Le fonds de stabilité multiplicateur de liquidités

        D’où les efforts prodigieux pour faire croire à la solidité de l’échafaudage qui n’a été bâti par des experts à la demande des politiques que pour soutenir la machinerie mirobolante où s’effectuera la merveilleuse transformation d’une dette supplémentaire – car comment appeler ça autrement , même s’il ne s’agit que de sommes cautionnées ? – en actifs stables et pérennes à effet de levier garanti. 1 donnera 4, voire plus, répète-t-on à l’envi. En centaines de milliards, peut-être bientôt en milliers de milliards, la multiplication fait beaucoup ! 

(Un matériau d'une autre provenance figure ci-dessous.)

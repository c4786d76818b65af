//! Essence dataset (`essences.json`).

use std::path::Path;

use serde::{Deserialize, Serialize};
use serde_json::Value;

use super::errors::KnowledgeError;
use super::loader::{lenient_string, load_json, scalar_text};
use super::text::{any_contains, normalise};

/// The `type` column is either a plain label or a small attribute map.
#[derive(Debug, Clone, PartialEq, Serialize, Deserialize)]
#[serde(untagged)]
pub enum EssenceType {
    Label(String),
    Fields(serde_json::Map<String, Value>),
}

impl EssenceType {
    fn search_values(&self) -> Vec<String> {
        match self {
            EssenceType::Label(label) => vec![label.clone()],
            EssenceType::Fields(fields) => fields.values().map(scalar_text).collect(),
        }
    }
}

impl Default for EssenceType {
    fn default() -> Self {
        EssenceType::Label(String::new())
    }
}

/// A single essence and the modifiers it guarantees.
#[derive(Debug, Clone, PartialEq, Serialize, Deserialize)]
pub struct Essence {
    pub identifier: String,
    pub name: String,
    #[serde(default, deserialize_with = "lenient_string")]
    pub tier: String,
    #[serde(default)]
    pub level: i64,
    #[serde(rename = "type", default)]
    pub kind: EssenceType,
    #[serde(default)]
    pub mods: Vec<String>,
    #[serde(default)]
    pub item_level_restriction: Option<i64>,
    #[serde(default)]
    pub spawn_level_min: Option<i64>,
    #[serde(default)]
    pub spawn_level_max: Option<i64>,
}

/// Keyword index over essences.
#[derive(Debug, Clone, Default)]
pub struct EssenceIndex {
    entries: Vec<Essence>,
}

impl EssenceIndex {
    pub const FILE_NAME: &'static str = "essences.json";

    pub fn load(data_dir: &Path) -> Result<Self, KnowledgeError> {
        let entries: Vec<Essence> = load_json(data_dir, Self::FILE_NAME)?;
        tracing::info!(count = entries.len(), "essence index loaded");
        Ok(Self::from_entries(entries))
    }

    pub fn from_entries(entries: Vec<Essence>) -> Self {
        Self { entries }
    }

    pub fn entries(&self) -> &[Essence] {
        &self.entries
    }

    /// Essences whose name, guaranteed mods or type values contain the query.
    pub fn search(&self, query: &str) -> Vec<Essence> {
        let needle = normalise(query);
        self.entries
            .iter()
            .filter(|essence| {
                let type_values = essence.kind.search_values();
                let candidates = std::iter::once(essence.name.as_str())
                    .chain(essence.mods.iter().map(String::as_str))
                    .chain(type_values.iter().map(String::as_str));
                any_contains(candidates, &needle)
            })
            .cloned()
            .collect()
    }
}

// ─── Tests ──────────────────────────────────────────────────────────────────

        Klaus Regling, le directeur du FESF, sollicite déjà les Chinois de venir abonder, spontanément et sans-arrière pensée, avec la complicité du FMI, les sous-fonds du fonds qui lui-même abondera les caisses vides de l’Europe. Quel soulagement ! Il n’y aurait plus qu’à attendre ce bel argent frais qui inondera si généreusement nos pays assoiffés. Si les Chinois accourent, les Brésiliens suivront et tous les autres, Russes, Japonais…Oui, mais à quelles conditions ? A quel prix ? Il faudra en contre-partie se soumettre à leurs impératifs de développement, donc nous laisser envahir par leurs produits et leurs capitaux. C’est ce qui s’appelle être tenu.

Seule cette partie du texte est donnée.